What is being asked: Among the entries below, find how many lines carry the word "DefinitionGroup" and state only that figure.

Exercise inputs:
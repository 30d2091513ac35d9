use axum::{
    extract::{Path, Query, State},
    http::StatusCode,
    Json,
};
use serde::{Deserialize, Serialize};
use std::sync::Arc;
use tower_cookies::Cookies;

use signbank_backend::config::{self, DictionaryConfig};
use signbank_backend::dictionary::glosses::{
    definitions_for, gloss_by_idgloss, relations_for, DefinitionGroup, RelationView,
};
use signbank_backend::dictionary::navigate::{navigation, position};
use signbank_backend::dictionary::paginate::{paginate, PageInfo};
use signbank_backend::dictionary::search::search_keywords;
use signbank_backend::dictionary::words::{keyword_by_text, match_keyword};
use signbank_backend::dictionary::{Capability, DictionaryError, Viewer};
use signbank_backend::models::{Gloss, GLOSS_COLUMNS};

use crate::auth::current_viewer;
use crate::state::AppState;

use super::ApiResponse;

/// Map core errors onto HTTP outcomes: NotFound is terminal 404, store
/// failures are fatal to the request
fn map_error(err: DictionaryError) -> (StatusCode, String) {
    match err {
        DictionaryError::NotFound => (StatusCode::NOT_FOUND, "not found".to_string()),
        DictionaryError::Database(e) => {
            tracing::error!("Dictionary query failed: {}", e);
            (
                StatusCode::INTERNAL_SERVER_ERROR,
                "internal error".to_string(),
            )
        }
    }
}

/// Gate shared by all dictionary endpoints when logins are mandatory
fn require_login(cfg: &DictionaryConfig, viewer: &Viewer) -> Result<(), (StatusCode, String)> {
    if cfg.always_require_login && !viewer.authenticated {
        Err((StatusCode::UNAUTHORIZED, "login required".to_string()))
    } else {
        Ok(())
    }
}

#[derive(Debug, Deserialize)]
pub struct SearchParams {
    #[serde(default)]
    pub query: String,
    #[serde(default)]
    pub category: String,
    pub page: Option<String>,
}

#[derive(Debug, Serialize)]
pub struct SearchResponse {
    pub query: String,
    pub category: String,
    pub results: Vec<String>,
    pub page: PageInfo,
    /// Set when the whole result is one keyword equal to the query; the
    /// frontend skips the results list and goes straight to its word page
    #[serde(skip_serializing_if = "Option::is_none")]
    pub single_exact_match: Option<String>,
}

/// GET /api/dictionary/search?query=&category=&page=
pub async fn search(
    State(state): State<Arc<AppState>>,
    cookies: Cookies,
    Query(params): Query<SearchParams>,
) -> Result<Json<ApiResponse<SearchResponse>>, (StatusCode, String)> {
    let cfg = config::config().dictionary;
    let viewer = current_viewer(&cookies, &state.db).await;
    require_login(&cfg, &viewer)?;

    let query = params.query.trim().to_string();
    if query.is_empty() {
        return Ok(Json(ApiResponse::error("query must not be empty")));
    }

    let keywords = search_keywords(&state.db, &state.tags, &cfg, &query, &params.category, &viewer)
        .await
        .map_err(map_error)?;

    let single_exact_match = (keywords.len() == 1
        && keywords[0].text.eq_ignore_ascii_case(&query))
    .then(|| keywords[0].text.clone());

    let page = paginate(&keywords, cfg.page_size, params.page.as_deref());

    Ok(Json(ApiResponse::success(SearchResponse {
        query,
        category: cfg.normalize_category(&params.category).to_string(),
        results: page.items.into_iter().map(|k| k.text).collect(),
        page: page.info,
        single_exact_match,
    })))
}

/// GET /api/dictionary/categories - choices for the search form
pub async fn categories(
    State(state): State<Arc<AppState>>,
    cookies: Cookies,
) -> Result<Json<ApiResponse<Vec<String>>>, (StatusCode, String)> {
    let cfg = config::config().dictionary;
    let viewer = current_viewer(&cookies, &state.db).await;
    require_login(&cfg, &viewer)?;

    let mut choices = vec!["all".to_string()];
    choices.extend(cfg.categories.iter().cloned());
    Ok(Json(ApiResponse::success(choices)))
}

#[derive(Debug, Serialize)]
pub struct GlossSummary {
    pub idgloss: String,
    pub annotation_idgloss: Option<String>,
    pub sn: Option<i64>,
    pub in_web: bool,
}

impl From<&Gloss> for GlossSummary {
    fn from(gloss: &Gloss) -> Self {
        Self {
            idgloss: gloss.idgloss.clone(),
            annotation_idgloss: gloss.annotation_idgloss.clone(),
            sn: gloss.sn,
            in_web: gloss.in_web.unwrap_or(false),
        }
    }
}

#[derive(Debug, Serialize)]
pub struct WordResponse {
    pub keyword: String,
    /// Index actually served; out-of-range requests clamp to the last match
    pub index: usize,
    pub total_matches: usize,
    pub gloss: GlossSummary,
}

/// GET /api/dictionary/words/:keyword/:n
pub async fn word(
    State(state): State<Arc<AppState>>,
    cookies: Cookies,
    Path((keyword_text, n)): Path<(String, usize)>,
) -> Result<Json<ApiResponse<WordResponse>>, (StatusCode, String)> {
    let cfg = config::config().dictionary;
    let viewer = current_viewer(&cookies, &state.db).await;
    require_login(&cfg, &viewer)?;

    let keyword = keyword_by_text(&state.db, &keyword_text)
        .await
        .map_err(map_error)?;
    let (translation, total) = match_keyword(&state.db, &state.tags, &cfg, &keyword, n, &viewer)
        .await
        .map_err(map_error)?;

    let gloss: Gloss =
        sqlx::query_as(&format!("SELECT {GLOSS_COLUMNS} FROM glosses WHERE id = ?"))
            .bind(translation.gloss_id)
            .fetch_one(&state.db)
            .await
            .map_err(|e| map_error(DictionaryError::Database(e)))?;

    // Mirror the resolver's fallback: anything out of range served the last
    let index = if (1..=total).contains(&n) { n } else { total };

    Ok(Json(ApiResponse::success(WordResponse {
        keyword: keyword.text,
        index,
        total_matches: total,
        gloss: GlossSummary::from(&gloss),
    })))
}

#[derive(Debug, Serialize)]
pub struct NavLink {
    pub idgloss: String,
    pub sn: Option<i64>,
}

#[derive(Debug, Serialize)]
pub struct GlossNavigation {
    pub next: Option<NavLink>,
    pub prev: Option<NavLink>,
    /// 1-based rank among the glosses this viewer can see, 0 when the
    /// gloss has no sign number
    pub position: i64,
    pub total: i64,
}

#[derive(Debug, Serialize)]
pub struct GlossResponse {
    pub gloss: Gloss,
    pub definitions: Vec<DefinitionGroup>,
    pub relations: Vec<RelationView>,
    #[serde(skip_serializing_if = "Option::is_none")]
    pub navigation: Option<GlossNavigation>,
}

/// GET /api/dictionary/gloss/:idgloss - the gloss preview page
pub async fn gloss_detail(
    State(state): State<Arc<AppState>>,
    cookies: Cookies,
    Path(idgloss): Path<String>,
) -> Result<Json<ApiResponse<GlossResponse>>, (StatusCode, String)> {
    let cfg = config::config().dictionary;
    let viewer = current_viewer(&cookies, &state.db).await;
    require_login(&cfg, &viewer)?;

    let gloss = gloss_by_idgloss(&state.db, &idgloss)
        .await
        .map_err(map_error)?;

    // Signs outside the web dictionary exist only for full-detail viewers
    let see_all = viewer.can(Capability::SearchGloss);
    if !see_all && !gloss.in_web.unwrap_or(false) {
        return Err(map_error(DictionaryError::NotFound));
    }

    let definitions = definitions_for(&state.db, gloss.id, &viewer)
        .await
        .map_err(map_error)?;
    let relations = relations_for(&state.db, gloss.id).await.map_err(map_error)?;

    let nav = if cfg.sign_navigation {
        let links = navigation(&state.db, &gloss, see_all)
            .await
            .map_err(map_error)?;
        let (ordinal, total) = position(&state.db, &gloss, see_all)
            .await
            .map_err(map_error)?;
        Some(GlossNavigation {
            next: links.next.map(|g| NavLink {
                idgloss: g.idgloss,
                sn: g.sn,
            }),
            prev: links.prev.map(|g| NavLink {
                idgloss: g.idgloss,
                sn: g.sn,
            }),
            position: ordinal,
            total,
        })
    } else {
        None
    };

    Ok(Json(ApiResponse::success(GlossResponse {
        gloss,
        definitions,
        relations,
        navigation: nav,
    })))
}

Response area: 2